Why does Yingluck, not her brother, but her, keep the expenditures of the B 700 billion secret?
It's hard to figure out how much rice the government has officially sold and kept under its pledging plan that started two years ago. That's because all records are kept secret for what the Commerce Ministry calls "business reasons".
Which of course is absolutely true. Since Thaksin used parliament to pass laws that would benefit only one family in the kingdom it has been clear that the Shinawatra clan has always considered the revenues and expenditures of the Thai government their personal business.
So what have we proved:
Yingluck
had a single policy objective - amnesty for her brother
to undertake it she was willing to rip up the constitution and arrest the judges who continue to find her despotism illegal. It is Yingluck who has tried to overthrow the legal system.
she has betrayed the red shirts time and time again, and they no longer mount counter protests to support her
she has implemented numerous populist sounding schemes that actually benefited her and her supporters and business interests and failed to make the payments to the poor rice farmers.
by giving unrealistic premiums on rice prices she has significantly increased the production of rice at the time of high inventories causing Thai exports to crash and the price of rice to lose almost half of its value, a problem that experts say will take 3 years to recover. (impoverished non Thai farmers in India and Bangledesh will lose their rice paddies when they cannot make their mortgage payments over the next 2 years).
finally there are missing hundreds of billions of baht. Famers should be able to be paid their subsidy, where is the money and why does Yingluck continue to keep those records secret?
Yingluck never meant well, she was always a shill for her criminal brother.
Fred Sanders
(23,946 posts)why are you against free elections? Why do you not mention the "murderous" Yingluck and government have promised and kept their promise to not use any violence against the protests?
And who is paying for the highly organized and expensive protests?
grantcart
(53,061 posts)Dozens in hospitals are recuperating from two grenade attacks
A suspect has been identified who was previously arrested in violent attacks against the yellow shirts in 2010
Thai police intercepted a SEAL hit team on their way to the demonstrations
The men were detained at a road checkpoint in Bangkok after police found three pistols, ammunition, a bullet proof vest and other items in their vehicle, which also had false number plates. Official navy SEALs plates were found inside the vehicle, reports said.

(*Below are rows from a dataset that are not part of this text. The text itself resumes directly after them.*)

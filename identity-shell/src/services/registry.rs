//! External role registry seam.
//!
//! In the real platform this is the user-registry canister, reached with an
//! agent built from the federated principal. Only federated sign-ins consult
//! it; the local channels never do.

use std::sync::atomic::{AtomicBool, AtomicU64, Ordering};

use async_trait::async_trait;
use dashmap::DashMap;

use crate::models::Role;
use crate::services::error::ServiceError;

/// Authoritative principal-to-role mapping.
///
/// Once the registry holds a role for a principal, that role wins over any
/// locally requested one and is never overwritten by the shell.
#[async_trait]
pub trait RoleRegistry: Send + Sync {
    async fn get_my_role(&self, principal: &str) -> Result<Option<Role>, ServiceError>;

    /// Record the first role for `principal`. The shell only calls this
    /// when `get_my_role` just returned `None`.
    async fn set_my_role(&self, principal: &str, role: Role) -> Result<(), ServiceError>;
}

/// In-memory registry standing in for the canister, with an availability
/// switch for exercising outage behavior.
pub struct InMemoryRoleRegistry {
    roles: DashMap<String, Role>,
    writes: AtomicU64,
    available: AtomicBool,
}

impl InMemoryRoleRegistry {
    pub fn new() -> Self {
        Self {
            roles: DashMap::new(),
            writes: AtomicU64::new(0),
            available: AtomicBool::new(true),
        }
    }

    /// Pre-populate a mapping without counting it as a shell write.
    pub fn seed(&self, principal: &str, role: Role) {
        self.roles.insert(principal.to_string(), role);
    }

    /// Number of `set_my_role` calls that reached the registry.
    pub fn write_count(&self) -> u64 {
        self.writes.load(Ordering::SeqCst)
    }

    pub fn set_available(&self, available: bool) {
        self.available.store(available, Ordering::SeqCst);
    }

    fn ensure_available(&self) -> Result<(), ServiceError> {
        if self.available.load(Ordering::SeqCst) {
            Ok(())
        } else {
            Err(ServiceError::RegistryUnavailable(anyhow::anyhow!(
                "role registry offline"
            )))
        }
    }
}

impl Default for InMemoryRoleRegistry {
    fn default() -> Self {
        Self::new()
    }
}

#[async_trait]
impl RoleRegistry for InMemoryRoleRegistry {
    async fn get_my_role(&self, principal: &str) -> Result<Option<Role>, ServiceError> {
        self.ensure_available()?;
        Ok(self.roles.get(principal).map(|entry| *entry.value()))
    }

    async fn set_my_role(&self, principal: &str, role: Role) -> Result<(), ServiceError> {
        self.ensure_available()?;
        self.roles.insert(principal.to_string(), role);
        self.writes.fetch_add(1, Ordering::SeqCst);
        tracing::debug!(principal = %principal, role = %role, "Registry role recorded");
        Ok(())
    }
}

The Shinawatra has assaulted the constitution ever since they illegally sold the SHIN company to Singapore
http://en.wikipedia.org/wiki/Sale_of_Shin_Corporation_to_Temasek_Holdings#Legal_investigation
That is why he is a convicted criminal sitting in Dubai.
Yingluck attempt to ignore the constitution is the attack on the criminal process
unless you consider the arrest and impeach of Supreme Court Justices part of the "democratic process", something of an adolescent approach to governance that you apparently subscribe to.
Fred Sanders
(23,946 posts)of the "murderous" Yingluck you can come up with?
muriel_volestrangler
(101,311 posts)...
The emergency decree gives the government power to censor the media, ban public gatherings and detain suspects without charge.
It also allows for curfews and for parts of Bangkok to be declared off-limits.
...
Emergency rule is supposed to be administered by the police and the army, but the police have until now been told to avoid any confrontation with the protesters, and military commanders have made it clear they do not want to be drawn into the increasingly bitter conflict between the government and its opponents, our correspondent says.